For most nonbinary and transgender people — myself very much included — we can spend years, even decades, trying to puzzle things out. In many cases, we may try doing all we can to fight against our trans nature, trying to create a cultural identity we can either feel comfortable in or one that we may feel will “cure” us of trans feelings.
In many ways, we live our lives in a “stealth” fashion for much of our early life, trying not to get discovered and burying our feelings deep, deep inside. Hence when we do come out, this change may seem immediate to those around us, who never expected we might be uncomfortable with the gender we were assigned at birth.
Also, trans people deal with expectations that others imprint on us, such as a parent who wants their baby boy to grow up to be a football player, or their young daughter to be a pillar of modern femininity.
Now, this isn’t the same for all. Some younger transgender and nonbinary people do come out when they are younger, especially in recent years. Some may have never hidden it all that well, and their coming out is, at best, the reveal of a very poorly kept secret. Our community is full of variation.

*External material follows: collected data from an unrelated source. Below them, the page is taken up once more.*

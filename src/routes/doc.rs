use utoipa::{
    Modify, OpenApi,
    openapi::{
        self,
        OpenApi as OpenApiSpec,
        security::{HttpAuthScheme, HttpBuilder, SecurityScheme},
    },
};
use utoipa_scalar::{Scalar, Servable};

use crate::{
    dto::{
        auth, cart, catalog, dashboard as dashboard_dto, imports as import_dto,
        liquidations as liquidation_dto, orders as order_dto, suppliers as supplier_dto,
        users as user_dto,
    },
    error::ErrorData,
    models::{
        CartStatus, Category, Gemstone, Import, ImportDetail, ImportStatus, Liquidation,
        LiquidationState, Order, OrderDetail, OrderStatus, Product, ProductImage, ProductStatus,
        Role, Supplier, User,
    },
    response::Meta,
    routes::{
        auth as auth_routes, cart as cart_routes, catalog as catalog_routes, dashboard, health,
        imports, liquidations, orders, params, products, suppliers, users,
    },
};

struct SecurityAddon;

impl Modify for SecurityAddon {
    fn modify(&self, openapi: &mut openapi::OpenApi) {
        let components = openapi.components.get_or_insert_with(Default::default);
        components.add_security_scheme(
            "bearer_auth",
            SecurityScheme::Http(
                HttpBuilder::new()
                    .scheme(HttpAuthScheme::Bearer)
                    .bearer_format("JWT")
                    .build(),
            ),
        );
    }
}

#[derive(OpenApi)]
#[openapi(
    paths(
        health::health_check,
        auth_routes::register,
        auth_routes::login,
        auth_routes::logout,
        auth_routes::activate,
        auth_routes::forgot_password,
        auth_routes::reset_password,
        auth_routes::change_password,
        auth_routes::me,
        products::list_products,
        products::preview_products,
        products::get_product,
        products::create_product,
        products::update_product,
        products::delete_product,
        products::list_images,
        products::add_image,
        products::replace_images,
        products::delete_image,
        catalog_routes::list_gemstones,
        catalog_routes::create_gemstone,
        catalog_routes::update_gemstone,
        catalog_routes::delete_gemstone,
        catalog_routes::list_categories,
        catalog_routes::create_category,
        catalog_routes::update_category,
        catalog_routes::delete_category,
        catalog_routes::get_inventory,
        catalog_routes::adjust_inventory,
        cart_routes::my_cart,
        cart_routes::add_product,
        cart_routes::remove_product,
        cart_routes::update_quantity,
        cart_routes::confirm,
        cart_routes::clear,
        orders::list_orders,
        orders::list_my_orders,
        orders::summary,
        orders::get_order,
        orders::get_order_details,
        orders::complete_order,
        orders::reject_order,
        imports::list_imports,
        imports::create_import,
        imports::get_import,
        imports::get_import_details,
        imports::accept_import,
        imports::reject_import,
        suppliers::list_suppliers,
        suppliers::get_supplier,
        suppliers::create_supplier,
        suppliers::update_supplier,
        suppliers::delete_supplier,
        users::list_users,
        users::create_user,
        users::summary,
        users::get_user,
        users::update_user,
        users::update_avatar,
        users::reset_password,
        liquidations::list_liquidations,
        liquidations::create_liquidation,
        liquidations::get_liquidation,
        liquidations::inspect_liquidation,
        dashboard::revenue,
        dashboard::top_products,
        dashboard::top_customers,
        dashboard::order_stats
    ),
    components(
        schemas(
            User,
            Role,
            Category,
            Product,
            ProductStatus,
            ProductImage,
            Gemstone,
            Supplier,
            Order,
            OrderStatus,
            OrderDetail,
            Import,
            ImportStatus,
            ImportDetail,
            Liquidation,
            LiquidationState,
            CartStatus,
            Meta,
            ErrorData,
            auth::RegisterRequest,
            auth::LoginRequest,
            auth::LoginResponse,
            catalog::CreateProductRequest,
            catalog::UpdateProductRequest,
            catalog::GemstoneInput,
            catalog::ProductDetail,
            catalog::ProductPreview,
            cart::CartDto,
            cart::CartLine,
            order_dto::OrderWithDetails,
            order_dto::OrderSummary,
            import_dto::CreateImportRequest,
            import_dto::ImportDetailInput,
            import_dto::ImportWithDetails,
            supplier_dto::SupplierRequest,
            user_dto::CreateUserRequest,
            user_dto::UpdateUserRequest,
            user_dto::UserSummary,
            liquidation_dto::InspectLiquidationRequest,
            dashboard_dto::RevenueSeries,
            dashboard_dto::TopProduct,
            dashboard_dto::TopCustomer,
            params::Pagination,
            params::SortOrder,
            params::ProductSortBy
        )
    ),
    security(
        ("bearer_auth" = [])
    ),
    modifiers(&SecurityAddon),
    tags(
        (name = "Health", description = "Health check endpoint"),
        (name = "Auth", description = "Registration, activation, login and passwords"),
        (name = "Products", description = "Catalog products and their images"),
        (name = "Gemstones", description = "Gemstones set in a product"),
        (name = "Categories", description = "Product categories"),
        (name = "Inventory", description = "Stock levels"),
        (name = "Cart", description = "Shopping cart and checkout"),
        (name = "Orders", description = "Order lifecycle"),
        (name = "Imports", description = "Supplier deliveries"),
        (name = "Suppliers", description = "Supplier directory"),
        (name = "Users", description = "Account administration"),
        (name = "Liquidations", description = "Stock write-off requests"),
        (name = "Dashboard", description = "Sales reporting"),
    )
)]
pub struct ApiDoc;

pub fn scalar_docs() -> Scalar<OpenApiSpec> {
    Scalar::with_url("/docs", ApiDoc::openapi())
}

For myself, I had my first inklings that I was trans when I was around 3 years old. I didn’t have all the words for this then, of course. All I knew was that I could not understand why I wasn’t the same as other girls and why I was expected to dress differently. It was made clear to me that I was seen as a boy, no matter how I may have felt all those years ago.
By 8 years old, I had learned of the existence of transgender people, first from a radio call-in show I overheard on the scratchy AM radio in one of my parent’s cars, then later perusing some of my father’s forbidden stash of adult magazines.
This was in the era before a worldwide web, so the only search engine I had access to was a musty collection of index cards in the files at my local library. They had next to nothing, only offering up the odd reference to abnormal psychology or some such. Hardly a welcome read.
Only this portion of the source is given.